Con un po’ di fantasia e di curiosità, si possono trovare percorsi facili e accoglienti, ma anche pareti e falesie dove arrampicare con difficoltà accessibili a tutti.

Per i ragazzi disabili, l’arrampicata è un terreno di gioco straordinario.
Il confronto con gli altri, estremamente difficile nel quotidiano, assume connotati nuovi sulle pareti verticali.
Quando si arrampica, entrano in gioco il coraggio, la determinazione, la fatica, tutti aspetti che un disabile può padroneggiare.
L’arrampica ha un valore simbolico, scalare comporta la presa di coscienza dei propri limiti e il tentativo, la voglia, di superare la condizione di difficoltà, di disagio, senza rinunciare a vivere piccole e grandi avventure.
È “disobbedienza” agli schemi proposti dai luoghi comuni, dai medici, dalla status di malattia, per provare ad andare oltre, per mettersi in gioco con un percorso che gratifica e aumenta la stima di sé.
Un atteggiamento che comporta fatica ma che regalerà storie da raccontare.

Si parla oggi tanto di montagna – terapia, soprattutto tra chi opera nel sociale
e in particolare nelle/con le strutture che si occupano di persone
con disabilità psichica, fisica,
o con disturbi psichiatrici o dipendenze. Cosa significa in specifico questa parola?

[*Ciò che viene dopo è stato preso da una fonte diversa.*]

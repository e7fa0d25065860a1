//! A blocking polling loop over a noisy in-memory line.
//!
//! A sensor writes readings, the line drops and flips bytes, the receiver polls one byte
//! at a time and picks up every frame that survived.
//!
//! ```not_rust
//! cargo run --example polling
//! cargo run --example polling --features tracing
//! ```

use core::error::Error;

use tinylink::{TinyLink, mock::MockTransport};

const READING: u16 = 0x0010;

fn main() -> Result<(), Box<dyn Error>> {
    tracing_subscriber::fmt()
        .with_env_filter("sensor=info,receiver=info,tinylink=debug")
        .init();

    let buffer = &mut [0u8; 32];
    let mut sensor = TinyLink::new(MockTransport::<512>::new(), buffer);

    let mut line = Vec::new();

    for (i, reading) in [21_i16, -4, 170, 27].into_iter().enumerate() {
        tracing::info!(target: "sensor", reading, "sending reading");

        sensor.write(READING, &reading.to_le_bytes())?;

        let mut wire = sensor.transport().written().to_vec();
        sensor.transport_mut().clear_written();

        // The third reading gets a flipped bit on the way.
        if i == 2 {
            let last = wire.len() - 1;
            wire[last] ^= 0x01;
        }

        line.extend_from_slice(&[0x00, 0xAA, 0x55]);
        line.extend_from_slice(&wire);
    }

    let buffer = &mut [0u8; 32];
    let mut receiver = TinyLink::new(MockTransport::<512>::new(), buffer);

    receiver
        .transport_mut()
        .feed(&line)
        .map_err(|_| "line too long")?;

    while receiver.transport().pending() > 0 {
        let Some(frame) = receiver.try_read_frame()? else {
            continue;
        };

        match <[u8; 2]>::try_from(frame.payload()) {
            Ok(bytes) if frame.flags() == READING => {
                let reading = i16::from_le_bytes(bytes);

                tracing::info!(target: "receiver", reading, "received reading");
            }
            _ => {
                tracing::warn!(target: "receiver", flags = frame.flags(), "unexpected frame");
            }
        }
    }

    Ok(())
}
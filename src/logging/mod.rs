//! Logging utilities.

#[cfg_attr(
    not(any(feature = "log", feature = "defmt", feature = "tracing")),
    allow(dead_code)
)]
mod formatter;

#[cfg(any(feature = "log", feature = "defmt", feature = "tracing"))]
pub(crate) use formatter::Formatter;

/// Target for the decoding state machine.
#[cfg(any(feature = "log", feature = "defmt", feature = "tracing"))]
pub(crate) const DECODE: &str = "tinylink::decode";

/// Target for the encoding path.
#[cfg(any(feature = "log", feature = "defmt", feature = "tracing"))]
pub(crate) const ENCODE: &str = "tinylink::encode";

/// Target for the link types driving a transport.
#[cfg(any(feature = "log", feature = "defmt", feature = "tracing"))]
pub(crate) const LINK: &str = "tinylink::link";

macro_rules! trace {
    (target: $target:expr, $($arg:tt)+) => {
        #[cfg(feature = "tracing")]
        tracing::trace!(target: $target, $($arg)*);

        #[cfg(feature = "log")]
        log::trace!(target: $target, $($arg)*);

        #[cfg(feature = "defmt")]
        defmt::trace!($($arg)*);
    };
}

macro_rules! debug {
    (target: $target:expr, $($arg:tt)+) => {
        #[cfg(feature = "tracing")]
        tracing::debug!(target: $target, $($arg)*);

        #[cfg(feature = "log")]
        log::debug!(target: $target, $($arg)*);

        #[cfg(feature = "defmt")]
        defmt::debug!($($arg)*);
    };
}

macro_rules! error {
    (target: $target:expr, $($arg:tt)+) => {
        #[cfg(feature = "tracing")]
        tracing::error!(target: $target, $($arg)*);

        #[cfg(feature = "log")]
        log::error!(target: $target, $($arg)*);

        #[cfg(feature = "defmt")]
        defmt::error!($($arg)*);
    };
}

macro_rules! warn_ {
    (target: $target:expr, $($arg:tt)+) => {
        #[cfg(feature = "tracing")]
        tracing::warn!(target: $target, $($arg)*);

        #[cfg(feature = "log")]
        log::warn!(target: $target, $($arg)*);

        #[cfg(feature = "defmt")]
        defmt::warn!($($arg)*);
    };
}

pub(crate) use debug;
pub(crate) use error;
pub(crate) use trace;
pub(crate) use warn_ as warn;
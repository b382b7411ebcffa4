//! TOML scenario file parsing

use serde::Deserialize;
use std::fs;
use std::path::Path;

/// Complete scenario definition from TOML file
#[derive(Debug, Deserialize)]
pub struct TestDefinition {
    pub name: String,
    pub description: Option<String>,
    #[serde(default)]
    pub setup: TestSetup,
    #[serde(default)]
    pub input: Vec<TimedInput>,
    #[serde(default)]
    pub expect: TestExpectations,
}

/// How the session starts
#[derive(Debug, Clone, Copy, Default, PartialEq, Eq, Deserialize)]
#[serde(rename_all = "lowercase")]
pub enum StartMode {
    /// Begin the tutorial scene
    #[default]
    Tutorial,
    /// Call start_battle directly
    Battle,
}

/// Scenario setup
#[derive(Debug, Default, Deserialize)]
pub struct TestSetup {
    pub seed: Option<u64>,
    #[serde(default)]
    pub start: StartMode,
}

/// Placeholder payloads resolved against the pending battle answer
pub const CORRECT_PLACEHOLDER: &str = "$correct";
pub const WRONG_PLACEHOLDER: &str = "$wrong";

/// An intent posted at a point in virtual time
#[derive(Debug, Clone, Deserialize)]
pub struct TimedInput {
    pub at_ms: u64,
    pub topic: String,
    pub value: Option<String>,
}

/// Expected scenario outcomes
#[derive(Debug, Default, Deserialize)]
pub struct TestExpectations {
    #[serde(default)]
    pub sequence: Vec<ExpectedNotice>,
    /// Multiple state assertions at different times (uses [[expect.state]] TOML syntax)
    #[serde(default)]
    pub state: Vec<StateAssertion>,
}

/// Expected notice in sequence
#[derive(Debug, Deserialize)]
pub struct ExpectedNotice {
    pub topic: String,
    /// Substring of the rendered payload
    pub contains: Option<String>,
    pub at_min: Option<u64>,
    pub at_max: Option<u64>,
}

/// State assertion at a point in time
#[derive(Debug, Clone, Deserialize)]
pub struct StateAssertion {
    pub after_ms: u64,
    #[serde(default)]
    pub checks: Vec<String>,
}

/// Parse a scenario file from path
pub fn parse_test_file(path: &Path) -> Result<TestDefinition, String> {
    let content = fs::read_to_string(path)
        .map_err(|e| format!("Failed to read {}: {}", path.display(), e))?;

    toml::from_str(&content).map_err(|e| format!("Failed to parse {}: {}", path.display(), e))
}
//! Vibrato - a music-theory battle game in the console
//!
//! Main entry point: settings, logging, and the headless app loop.
//!
//! Flags:
//!   --seed N          deterministic enemy choices
//!   --mute            don't render notes
//!   --no-transcript   skip writing logs/*.evlog
//!   --skip-tutorial   go straight to battle
//!   --debug-log       verbose logging (see config/debug_logging.json)

use bevy::prelude::*;
use vibrato::{ConsoleInput, DebugLogConfig, HELP_TEXT, HeadlessAppBuilder, InitSettings};

fn main() -> AppExit {
    let args: Vec<String> = std::env::args().collect();

    // Load persistent settings (uses defaults if file doesn't exist)
    let saved = InitSettings::load();

    // Save on first run to ensure the file exists
    if let Err(e) = saved.save() {
        warn!("Failed to save initial settings: {}", e);
    }

    let mut settings = saved;
    if let Err(e) = settings.apply_args(&args) {
        eprintln!("{}", e);
        return AppExit::error();
    }

    let logging = DebugLogConfig::load_with_args(&args);

    println!("VIBRATO");
    println!("{}\n", HELP_TEXT);

    HeadlessAppBuilder::new()
        .with_settings(settings)
        .with_logging(logging)
        .with_input(ConsoleInput::spawn_stdin())
        .build()
        .run()
}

ma più in generale, in che senso la montagna può essere “terapeutica”?

La terapia presuppone un disagio che si vorrebbe curare, è strumentale.

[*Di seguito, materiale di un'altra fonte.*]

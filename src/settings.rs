//! Persistent settings for session initialization
//!
//! Saves and loads user preferences (audio, transcript, seed) to/from an
//! init_settings.json file in the config directory. Command-line flags
//! override what the file says for a single run.

use bevy::prelude::*;
use serde::{Deserialize, Serialize};
use std::fs;
use std::path::Path;

use crate::constants::SETTINGS_FILE;

/// Persistent settings that survive between sessions
#[derive(Debug, Clone, PartialEq, Serialize, Deserialize)]
#[serde(default)]
pub struct InitSettings {
    /// Fixed RNG seed (None = fresh entropy every run)
    pub seed: Option<u64>,
    /// Whether notes are rendered at all
    pub audio_enabled: bool,
    /// Write a session transcript
    pub transcript_enabled: bool,
    /// Directory for transcript files
    pub transcript_dir: String,
    /// Skip the tutorial and go straight to battle
    pub skip_tutorial: bool,
}

impl Default for InitSettings {
    fn default() -> Self {
        Self {
            seed: None,
            audio_enabled: true,
            transcript_enabled: true,
            transcript_dir: "logs".to_string(),
            skip_tutorial: false,
        }
    }
}

impl InitSettings {
    /// Load settings from file, or return defaults if file doesn't exist
    pub fn load() -> Self {
        Self::load_from(SETTINGS_FILE)
    }

    pub fn load_from(path: &str) -> Self {
        if !Path::new(path).exists() {
            info!("No {} found, using defaults", path);
            return Self::default();
        }

        match fs::read_to_string(path) {
            Ok(content) => match serde_json::from_str(&content) {
                Ok(settings) => {
                    info!("Loaded settings from {}", path);
                    settings
                }
                Err(e) => {
                    warn!("Failed to parse {}: {}, using defaults", path, e);
                    Self::default()
                }
            },
            Err(e) => {
                warn!("Failed to read {}: {}, using defaults", path, e);
                Self::default()
            }
        }
    }

    /// Save settings to file
    pub fn save(&self) -> Result<(), std::io::Error> {
        self.save_to(SETTINGS_FILE)
    }

    pub fn save_to(&self, path: &str) -> Result<(), std::io::Error> {
        let json = serde_json::to_string_pretty(self)
            .map_err(|e| std::io::Error::new(std::io::ErrorKind::InvalidData, e))?;

        if let Some(parent) = Path::new(path).parent() {
            fs::create_dir_all(parent)?;
        }

        fs::write(path, json)?;
        info!("Saved settings to {}", path);
        Ok(())
    }

    /// Apply `--seed N`, `--mute`, `--no-transcript` and `--skip-tutorial`
    pub fn apply_args(&mut self, args: &[String]) -> Result<(), String> {
        let mut iter = args.iter();
        while let Some(arg) = iter.next() {
            match arg.as_str() {
                "--seed" => {
                    let value = iter.next().ok_or("--seed needs a value")?;
                    let seed = value
                        .parse::<u64>()
                        .map_err(|e| format!("Invalid seed '{}': {}", value, e))?;
                    self.seed = Some(seed);
                }
                "--mute" => self.audio_enabled = false,
                "--no-transcript" => self.transcript_enabled = false,
                "--skip-tutorial" => self.skip_tutorial = true,
                _ => {}
            }
        }
        Ok(())
    }
}

/// Resource tracking the current init settings (for change detection)
#[derive(Resource)]
pub struct CurrentSettings {
    pub settings: InitSettings,
    pub dirty: bool,
}

impl CurrentSettings {
    pub fn new(settings: InitSettings) -> Self {
        Self {
            settings,
            dirty: false,
        }
    }

    /// Mark settings as changed (will be saved on next update)
    pub fn mark_dirty(&mut self) {
        self.dirty = true;
    }

    /// Save if dirty
    pub fn save_if_dirty(&mut self) {
        if self.dirty {
            if let Err(e) = self.settings.save() {
                warn!("Failed to save settings: {}", e);
            }
            self.dirty = false;
        }
    }
}

/// System to save settings when changed
pub fn save_settings_system(mut settings: ResMut<CurrentSettings>) {
    settings.save_if_dirty();
}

Preferisco invece pensare alla montagna come un luogo fine a se stesso, da frequentare per conoscere meglio i propri limiti, per scoprire le proprie risorse ed accertarsi per come si è.

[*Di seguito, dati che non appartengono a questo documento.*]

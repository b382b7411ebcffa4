//! Scenario runner CLI
//!
//! Usage:
//!   cargo run --bin test-scenarios                    # Run every scenario
//!   cargo run --bin test-scenarios -- tutorial/       # Run one category
//!   cargo run --bin test-scenarios -- battle/victory  # Run one scenario
//!   cargo run --bin test-scenarios -- --verbose       # Descriptions and full failure details

use std::env;
use std::fs;
use std::path::{Path, PathBuf};

use vibrato::testing::{SCENARIOS_DIR, TestResult, parser::parse_test_file, runner::run_test};

#[derive(Default)]
struct Tally {
    passed: usize,
    failed: Vec<String>,
    errors: Vec<String>,
}

impl Tally {
    fn record(&mut self, label: &str, result: &TestResult) {
        match result {
            TestResult::Pass { .. } => self.passed += 1,
            TestResult::Fail { .. } => self.failed.push(label.to_string()),
            TestResult::Error { .. } => self.errors.push(label.to_string()),
        }
    }

    fn ok(&self) -> bool {
        self.failed.is_empty() && self.errors.is_empty()
    }
}

fn main() {
    let args: Vec<String> = env::args().skip(1).collect();
    let verbose = args.iter().any(|a| a == "--verbose" || a == "-v");
    let filter = args.iter().find(|a| !a.starts_with('-')).cloned();

    let root = Path::new(SCENARIOS_DIR);
    if !root.is_dir() {
        eprintln!("No scenarios directory at {}", SCENARIOS_DIR);
        std::process::exit(1);
    }

    let scenarios = find_scenarios(root, filter.as_deref());
    if scenarios.is_empty() {
        eprintln!(
            "No scenarios matched{}",
            filter.map(|f| format!(" '{}'", f)).unwrap_or_default()
        );
        std::process::exit(1);
    }

    println!("Running {} scenario(s) from {}\n", scenarios.len(), SCENARIOS_DIR);

    let mut tally = Tally::default();
    for path in &scenarios {
        let label = path
            .strip_prefix(root)
            .unwrap_or(path)
            .with_extension("")
            .to_string_lossy()
            .to_string();

        let result = match parse_test_file(path) {
            Ok(def) => {
                if verbose && let Some(description) = &def.description {
                    println!("  # {}", description);
                }
                run_test(&def)
            }
            Err(message) => TestResult::Error { message },
        };

        report(&label, &result, verbose);
        tally.record(&label, &result);
    }

    println!(
        "\n{} passed, {} failed, {} errors",
        tally.passed,
        tally.failed.len(),
        tally.errors.len()
    );
    for label in tally.failed.iter().chain(&tally.errors) {
        println!("  - {}", label);
    }

    if !tally.ok() {
        std::process::exit(1);
    }
}

/// Every .toml file under `root` whose relative path contains `filter`
fn find_scenarios(root: &Path, filter: Option<&str>) -> Vec<PathBuf> {
    let mut found = Vec::new();
    let mut pending = vec![root.to_path_buf()];

    while let Some(dir) = pending.pop() {
        let Ok(entries) = fs::read_dir(&dir) else {
            continue;
        };
        for path in entries.flatten().map(|e| e.path()) {
            if path.is_dir() {
                pending.push(path);
                continue;
            }
            if path.extension().is_none_or(|e| e != "toml") {
                continue;
            }
            let rel = path.strip_prefix(root).unwrap_or(&path).to_string_lossy().to_string();
            if filter.is_none_or(|f| rel.contains(f)) {
                found.push(path);
            }
        }
    }

    found.sort();
    found
}

fn report(label: &str, result: &TestResult, verbose: bool) {
    let width = 44usize.saturating_sub(label.len()).max(2);
    let dots = ".".repeat(width);

    match result {
        TestResult::Pass { elapsed_ms } => {
            println!("  {} {} PASS ({} ms virtual)", label, dots, elapsed_ms);
        }
        TestResult::Fail { error } => {
            println!("  {} {} FAIL", label, dots);
            if verbose {
                println!("    {}", error);
            } else {
                println!("    {}", error.message);
            }
        }
        TestResult::Error { message } => {
            println!("  {} {} ERROR", label, dots);
            println!("    {}", message);
        }
    }
}
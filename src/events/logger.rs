//! Session transcript logger
//!
//! Writes every rendered notice of a play session to one `.evlog` file.

use bevy::prelude::*;
use std::fs::{File, OpenOptions};
use std::io::{BufWriter, Write};
use std::path::{Path, PathBuf};
use uuid::Uuid;

use super::bus::BusEvent;
use super::format::serialize_notice;

/// Configuration for transcript logging
#[derive(Resource, Clone, Debug)]
pub struct TranscriptConfig {
    /// Directory for log files
    pub log_dir: PathBuf,
    /// Whether logging is enabled
    pub enabled: bool,
}

impl Default for TranscriptConfig {
    fn default() -> Self {
        Self {
            log_dir: PathBuf::from("logs"),
            enabled: true,
        }
    }
}

/// Active transcript logger with file handle
#[derive(Resource)]
pub struct TranscriptLogger {
    writer: Option<BufWriter<File>>,
    session_id: String,
    path: Option<PathBuf>,
    config: TranscriptConfig,
}

impl TranscriptLogger {
    /// Create a new logger (but don't open the file yet)
    pub fn new(config: TranscriptConfig) -> Self {
        Self {
            writer: None,
            session_id: String::new(),
            path: None,
            config,
        }
    }

    /// Start a new transcript. `timestamp` names the file, a fresh UUID
    /// keeps it unique.
    pub fn start_session(&mut self, timestamp: &str) {
        if !self.config.enabled {
            return;
        }

        self.session_id = Uuid::new_v4().to_string();

        if let Err(e) = std::fs::create_dir_all(&self.config.log_dir) {
            warn!("Failed to create log directory: {}", e);
            return;
        }

        let filename = format!("{}_{}.evlog", timestamp, &self.session_id[..8]);
        let path = self.config.log_dir.join(filename);

        match OpenOptions::new().create(true).write(true).truncate(true).open(&path) {
            Ok(file) => {
                let mut writer = BufWriter::new(file);
                if let Err(e) = writeln!(writer, "# session {} {}", self.session_id, timestamp) {
                    warn!("Failed to write transcript header: {}", e);
                }
                info!("Transcript started: {} (session: {})", path.display(), &self.session_id[..8]);
                self.writer = Some(writer);
                self.path = Some(path);
            }
            Err(e) => {
                warn!("Failed to open transcript: {}", e);
            }
        }
    }

    pub fn session_id(&self) -> &str {
        &self.session_id
    }

    pub fn path(&self) -> Option<&Path> {
        self.path.as_deref()
    }

    /// Append one notice
    pub fn log(&mut self, event: &BusEvent) {
        let Some(writer) = &mut self.writer else {
            return;
        };
        let line = serialize_notice(event.time_ms, &event.notice);
        if let Err(e) = writeln!(writer, "{}", line) {
            warn!("Failed to write notice: {}", e);
        }
    }

    /// Flush and close the transcript
    pub fn end_session(&mut self) {
        if let Some(mut writer) = self.writer.take()
            && let Err(e) = writer.flush()
        {
            warn!("Failed to flush transcript: {}", e);
        }
    }

    pub fn is_active(&self) -> bool {
        self.writer.is_some()
    }
}

impl Default for TranscriptLogger {
    fn default() -> Self {
        Self::new(TranscriptConfig::default())
    }
}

Questo vale per tutti, per chi ha delle difficoltà e per chi crede di non averne, per chi è fragile e per chi si sente forte, per chi percepisce un disagio e per chi lo scopre attraverso un percorso che scardina le convenzioni e apre nuove prospettive.
In montagna, si è tutti un po’ più aperti verso gli altri: quando ci si incontra su un sentiero ci si saluta, se qualcuno è in difficoltà, lo si aiuta.
L’ambiente, l’essere in un luogo selvaggio, a contatto con la natura predispone ad un atteggiamento di vicinanza.
Quando si arrampica si è sempre in due: uno scala e il compagno tiene la corda, affida all’altro la propria vita.
È un gesto simbolico importante, di grande fiducia e condivisione.
Inoltre, scalare può essere di grande aiuto anche sul piano fisico, è un’attività che richiede sforzo, coordinamento motorio, concentrazione, stimolando la muscolatura e il controllo del movimento.
Chi va in montagna è alla ricerca di qualcosa: un panorama, una conquista, il divertimento, i funghi…
La “terapia”, credo sia proprio la voglia di cercare e la ricchezza più grande, l’attenzione che si pone al mondo e alle persone intorno a noi.
Le persone fragili hanno un estremo bisogno di attenzione, in montagna possono trovarne più che in altri luoghi.